Cycle three; We again, improved the course programme, removing the airway lecture all together, and including 4 mini-tutorials covering the evidence and guidelines underlying the management of each emergency. It was delivered to another five stage-2 trainees in the first 2 weeks of their placements. Feedback indicated that the addition of mini-tutorials was a positive step, but that increasing the fidelity of the simulations could improve the quality of the experience. Additionally, the trainees felt a scenario involving a neonate would be a useful addition.

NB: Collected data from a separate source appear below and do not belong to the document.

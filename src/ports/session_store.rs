//! Session store port - the live registry of running games.
//!
//! Sessions are keyed by PIN. A secondary index maps short-lived QR tokens
//! to PINs for scan-to-join and reconnect.

use std::sync::Arc;

use async_trait::async_trait;
use tokio::sync::Mutex;

use crate::domain::foundation::{DomainError, Timestamp};
use crate::domain::game::{GameSession, QrToken, SessionPin};

/// Shared handle to one live session.
///
/// Holding the lock serializes every operation on the session, including
/// eviction by the inactivity sweep.
pub type SessionHandle = Arc<Mutex<GameSession>>;

#[async_trait]
pub trait SessionStore: Send + Sync {
    /// Stores a new session and mints its first QR token.
    ///
    /// # Errors
    ///
    /// - `ConsistencyViolation` if a session already holds the PIN
    async fn save(&self, session: GameSession) -> Result<QrToken, DomainError>;

    /// Looks up a session and records activity on it.
    async fn find_by_pin(&self, pin: &SessionPin) -> Result<Option<SessionHandle>, DomainError>;

    /// Resolves a QR token to its PIN. Expired tokens resolve to `None`.
    async fn find_by_qr_token(&self, token: &QrToken) -> Result<Option<SessionPin>, DomainError>;

    /// Mints another QR token for a live session.
    ///
    /// Returns `None` if no session holds the PIN.
    async fn issue_qr_token(&self, pin: &SessionPin) -> Result<Option<QrToken>, DomainError>;

    /// Records activity without handing out the session.
    async fn touch(&self, pin: &SessionPin) -> Result<(), DomainError>;

    /// Wall-clock time of the last recorded activity.
    async fn last_activity(&self, pin: &SessionPin) -> Result<Option<Timestamp>, DomainError>;

    /// Removes a session, its QR tokens and its PIN claim.
    ///
    /// Returns `false` if no session held the PIN.
    async fn delete(&self, pin: &SessionPin) -> Result<bool, DomainError>;

    /// Number of live sessions.
    async fn count(&self) -> Result<usize, DomainError>;
}
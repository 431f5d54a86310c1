//! Strongly-typed identifier value objects.

use serde::{Deserialize, Serialize};
use std::fmt;
use std::str::FromStr;
use uuid::Uuid;

use super::ValidationError;

/// Declares a UUID-backed identifier with the usual constructors.
macro_rules! uuid_id {
    ($(#[$meta:meta])* $name:ident) => {
        $(#[$meta])*
        #[derive(Debug, Clone, Copy, PartialEq, Eq, Hash, PartialOrd, Ord, Serialize, Deserialize)]
        #[serde(transparent)]
        pub struct $name(Uuid);

        impl $name {
            /// Creates a new random identifier.
            pub fn new() -> Self {
                Self(Uuid::new_v4())
            }

            /// Creates an identifier from an existing UUID.
            pub fn from_uuid(uuid: Uuid) -> Self {
                Self(uuid)
            }

            /// Returns the inner UUID.
            pub fn as_uuid(&self) -> &Uuid {
                &self.0
            }
        }

        impl Default for $name {
            fn default() -> Self {
                Self::new()
            }
        }

        impl fmt::Display for $name {
            fn fmt(&self, f: &mut fmt::Formatter<'_>) -> fmt::Result {
                write!(f, "{}", self.0)
            }
        }

        impl FromStr for $name {
            type Err = uuid::Error;

            fn from_str(s: &str) -> Result<Self, Self::Err> {
                Ok(Self(Uuid::parse_str(s)?))
            }
        }
    };
}

uuid_id!(
    /// Unique identifier for a live game session.
    SessionId
);

uuid_id!(
    /// Session-internal identifier of a joined player.
    PlayerId
);

uuid_id!(
    /// Identifier of the quiz content a session plays.
    KahootId
);

uuid_id!(
    /// Identifier of one slide within quiz content.
    SlideId
);

uuid_id!(
    /// Identity handed to anonymous players.
    GuestId
);

/// Registered account identifier (typically from auth provider).
#[derive(Debug, Clone, PartialEq, Eq, Hash, Serialize, Deserialize)]
pub struct UserId(String);

impl UserId {
    /// Creates a new UserId, returning error if empty.
    pub fn new(id: impl Into<String>) -> Result<Self, ValidationError> {
        let id = id.into();
        if id.trim().is_empty() {
            return Err(ValidationError::empty_field("user_id"));
        }
        Ok(Self(id))
    }

    /// Returns the inner string slice.
    pub fn as_str(&self) -> &str {
        &self.0
    }
}

impl fmt::Display for UserId {
    fn fmt(&self, f: &mut fmt::Formatter<'_>) -> fmt::Result {
        write!(f, "{}", self.0)
    }
}
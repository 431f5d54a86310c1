//! Flattened session snapshot written once when a game ends.

use serde::{Deserialize, Serialize};

use crate::domain::foundation::{KahootId, PlayerId, SessionId, SlideId, Timestamp, UserId};

use super::{GameSession, GameState, PlayerIdentity, ScoreboardEntry, SessionPlayerAnswer};

/// Durable record of a finished game.
#[derive(Debug, Clone, PartialEq, Eq, Serialize, Deserialize)]
pub struct ArchivedSession {
    pub session_id: SessionId,
    pub host_id: UserId,
    pub kahoot_id: KahootId,
    pub pin: String,
    pub state: GameState,
    pub times: ArchivedTimes,
    pub progress: ArchivedProgress,
    pub ranking: Vec<ScoreboardEntry>,
    pub players: Vec<ArchivedPlayer>,
    pub slide_results: Vec<ArchivedSlideResult>,
}

#[derive(Debug, Clone, PartialEq, Eq, Serialize, Deserialize)]
pub struct ArchivedTimes {
    pub started_at: Timestamp,
    pub last_activity: Timestamp,
    pub completed_at: Option<Timestamp>,
}

#[derive(Debug, Clone, PartialEq, Eq, Serialize, Deserialize)]
pub struct ArchivedProgress {
    pub current_slide_id: SlideId,
    pub total_slides: usize,
    pub slides_answered: usize,
    pub percentage: u8,
}

#[derive(Debug, Clone, PartialEq, Eq, Serialize, Deserialize)]
pub struct ArchivedPlayer {
    pub player_id: PlayerId,
    pub identity: PlayerIdentity,
    pub nickname: String,
    pub score: u32,
}

#[derive(Debug, Clone, PartialEq, Eq, Serialize, Deserialize)]
pub struct ArchivedSlideResult {
    pub slide_id: SlideId,
    pub submissions: Vec<SessionPlayerAnswer>,
}

impl ArchivedSession {
    pub(crate) fn from_session(session: &GameSession, last_activity: Timestamp) -> Self {
        let progress = session.progress();
        Self {
            session_id: session.id(),
            host_id: session.host_id().clone(),
            kahoot_id: session.kahoot_id(),
            pin: session.pin().to_string(),
            state: session.state(),
            times: ArchivedTimes {
                started_at: session.started_at(),
                last_activity,
                completed_at: session.completed_at(),
            },
            progress: ArchivedProgress {
                current_slide_id: progress.current_slide_id(),
                total_slides: progress.total_slides(),
                slides_answered: progress.slides_answered(),
                percentage: progress.percentage().value(),
            },
            ranking: session.ranking().entries().to_vec(),
            players: session
                .players()
                .iter()
                .map(|player| ArchivedPlayer {
                    player_id: player.id(),
                    identity: player.identity().clone(),
                    nickname: player.nickname().to_string(),
                    score: player.score(),
                })
                .collect(),
            slide_results: session
                .closed_results()
                .map(|result| ArchivedSlideResult {
                    slide_id: result.slide_id(),
                    submissions: result.answers().cloned().collect(),
                })
                .collect(),
        }
    }

    /// Total number of recorded submissions across all slides.
    pub fn submission_count(&self) -> usize {
        self.slide_results.iter().map(|r| r.submissions.len()).sum()
    }
}
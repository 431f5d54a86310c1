//! Active PIN store adapters.
//!
//! - `InMemoryPinStore` - Single process
//! - `RedisPinStore` - Shared across processes

mod in_memory;
mod redis;

pub use in_memory::InMemoryPinStore;
pub use self::redis::{RedisPinStore, DEFAULT_PIN_SET_KEY};
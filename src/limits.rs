//! Limits and timeouts, grouped by the layer that enforces them.
//!
//! The defaults suit a small internal JSON service: tight header limits, a
//! request deadline that cuts off slow clients and a bounded accept queue.
//!
//! # Memory
//!
//! Each active connection owns one read buffer that starts at
//! [`ReqLimits::initial_buffer`] and doubles on demand, never growing past
//! [`ReqLimits::buffer_ceiling`]. Responses are serialized into a buffer sized by
//! [`RespLimits`].
//!
//! # Examples
//!
//! ```no_run
//! use ristretto::{Context, Router, Server, limits::{ConnLimits, ReqLimits, ServerLimits}};
//! use tokio::net::TcpListener;
//! use std::time::Duration;
//!
//! #[tokio::main]
//! async fn main() {
//!     let mut router = Router::new();
//!     router.get("/", |ctx: &mut Context| ctx.send_text("Hello world!"));
//!
//!     Server::builder()
//!         .listener(TcpListener::bind("127.0.0.1:8080").await.unwrap())
//!         .router(router)
//!         .server_limits(ServerLimits {
//!             max_connections: 5000, // Higher concurrency
//!             ..ServerLimits::default()
//!         })
//!         .connection_limits(ConnLimits {
//!             request_timeout: Duration::from_secs(10),
//!             max_requests_per_connection: 10_000,
//!             ..ConnLimits::default()
//!         })
//!         .request_limits(ReqLimits {
//!             header_count: 18,      // Fewer headers for internal APIs
//!             body_size: 16 * 1024,  // 16KB for JSON payloads
//!             ..ReqLimits::default()
//!         })
//!         .build()
//!         .launch()
//!         .await
//!         .unwrap();
//! }
//! ```

use std::time::Duration;

/// Worker pool, admission queue and shutdown settings.
///
/// # Admission
/// ```text
///  accept ──▶ pending queue ──▶ worker 1..=max_connections ──▶ HttpConnection
///                 │
///                 └─ queue holds max_pending_connections ──▶ canned 503, close
/// ```
///
/// Every worker is spawned at launch and lives until shutdown. An idle worker
/// polls the queue with [`wait_strategy`](ServerLimits::wait_strategy); a busy
/// one serves a single connection to its end and reuses its read buffer for
/// the next.
#[derive(Debug, Clone)]
pub struct ServerLimits {
    /// Maximum number of connections served at the same time (default: `100`).
    ///
    /// Exactly `max_connections` workers are spawned at launch.
    pub max_connections: usize,

    /// Maximum number of accepted connections waiting for a worker (default: `250`).
    ///
    /// When the queue is full, new connections receive an immediate
    /// `503 Service Unavailable` and are closed.
    pub max_pending_connections: usize,

    /// How idle workers wait on an empty queue (default: `Sleep(50µs)`).
    pub wait_strategy: WaitStrategy,

    /// Listen backlog used by [`Server::bind`](crate::Server::bind) (default: `1024`).
    pub backlog: i32,

    /// How long shutdown waits for live connections to finish (default: `5s`).
    ///
    /// Workers still running after this are aborted.
    pub shutdown_timeout: Duration,

    #[doc(hidden)]
    #[allow(dead_code)]
    pub _priv: (),
}

impl Default for ServerLimits {
    fn default() -> Self {
        Self {
            max_connections: 100,
            max_pending_connections: 250,
            wait_strategy: WaitStrategy::Sleep(Duration::from_micros(50)),
            backlog: 1024,
            shutdown_timeout: Duration::from_secs(5),

            _priv: (),
        }
    }
}

/// What an idle worker does between polls of an empty queue.
#[derive(Debug, Clone)]
pub enum WaitStrategy {
    /// [`tokio::task::yield_now()`]. Lowest pickup latency, one core stays busy.
    Yield,

    /// [`tokio::time::sleep()`] for the given period.
    Sleep(Duration),
}

/// Per-connection lifecycle limits.
#[derive(Debug, Clone)]
pub struct ConnLimits {
    /// Time allowed for a complete request to arrive (default: `5s`).
    ///
    /// The timer starts when the connection is accepted and restarts after
    /// each keep-alive response. It is not extended by partial reads: a client
    /// trickling bytes is cut off with `408 Request Timeout`.
    pub request_timeout: Duration,

    /// Maximum time spent writing one response (default: `3s`).
    pub socket_write_timeout: Duration,

    /// Maximum requests served on one keep-alive connection (default: `500`).
    ///
    /// The response to the last allowed request carries `Connection: close`.
    pub max_requests_per_connection: usize,

    #[doc(hidden)]
    #[allow(dead_code)]
    pub _priv: (),
}

impl Default for ConnLimits {
    #[inline(always)]
    fn default() -> Self {
        Self {
            request_timeout: Duration::from_secs(5),
            socket_write_timeout: Duration::from_secs(3),
            max_requests_per_connection: 500,

            _priv: (),
        }
    }
}

/// Request size limits.
///
/// # Memory allocation strategy
/// The read buffer starts at `initial_buffer` bytes and doubles whenever it
/// fills, up to [`buffer_ceiling`](ReqLimits::buffer_ceiling). A request that
/// would need more is rejected with `413 Payload Too Large`.
#[derive(Debug, Clone)]
pub struct ReqLimits {
    /// Maximum request target length in bytes, query included (default: `255`).
    pub url_size: usize,
    /// Maximum decoded query parameters (default: `64`).
    pub query_parts: usize,

    /// Maximum number of header lines (default: `32`).
    pub header_count: usize,
    /// Maximum size of the request line plus headers, terminator included (default: `8 KiB`).
    pub header_size: usize,

    /// Maximum declared `Content-Length` (default: `1 MiB`).
    pub body_size: usize,

    /// Initial read buffer capacity (default: `2048`).
    pub initial_buffer: usize,

    #[doc(hidden)]
    #[allow(dead_code)]
    pub _priv: (),
}

impl Default for ReqLimits {
    fn default() -> Self {
        Self {
            url_size: 255,
            query_parts: 64,

            header_count: 32,
            header_size: 8 * 1024,

            body_size: 1024 * 1024,

            initial_buffer: 2048,

            _priv: (),
        }
    }
}

impl ReqLimits {
    /// The largest read buffer a connection may hold.
    #[inline(always)]
    pub const fn buffer_ceiling(&self) -> usize {
        self.header_size.saturating_add(self.body_size)
    }
}

/// Response limits.
///
/// # Buffer management
/// Serialized responses are written into a per-request buffer that starts at
/// `default_capacity`.
#[derive(Debug, Clone)]
pub struct RespLimits {
    /// Maximum headers a handler may set (default: `32`).
    ///
    /// Further headers are dropped with a warning.
    pub header_count: usize,

    /// Initial capacity of the response buffer (default: `1024`).
    pub default_capacity: usize,

    /// Buffers that grew beyond this are released rather than kept (default: `8 KiB`).
    pub max_capacity: usize,

    #[doc(hidden)]
    #[allow(dead_code)]
    pub _priv: (),
}

impl Default for RespLimits {
    fn default() -> Self {
        Self {
            header_count: 32,
            default_capacity: 1024,
            max_capacity: 8 * 1024,

            _priv: (),
        }
    }
}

Discussion/Conclusion and Next Steps

Cycle four will involve a number of changes; moving from a classroom base, to an unused theatre to improve fidelity, running the programme in a different hospital to test it’s ‘exportability’, and adding a neonatal scenario to the simulation programme. Ultimately, we will provide a packaged, exportable, half day simulation programme for use by paediatric anaesthetists in our region to address trainees’ confidence managing paediatric airway emergencies, thus improving patient care.


[1] – Rook, W. et al. (2023) Evaluation of trainee confidence in paediatric extubation and their access to educational resources: a national survey. Poster DAS23-P1.42, Difficult Airway Society Annual Scientific Meeting, Birmingham, UK.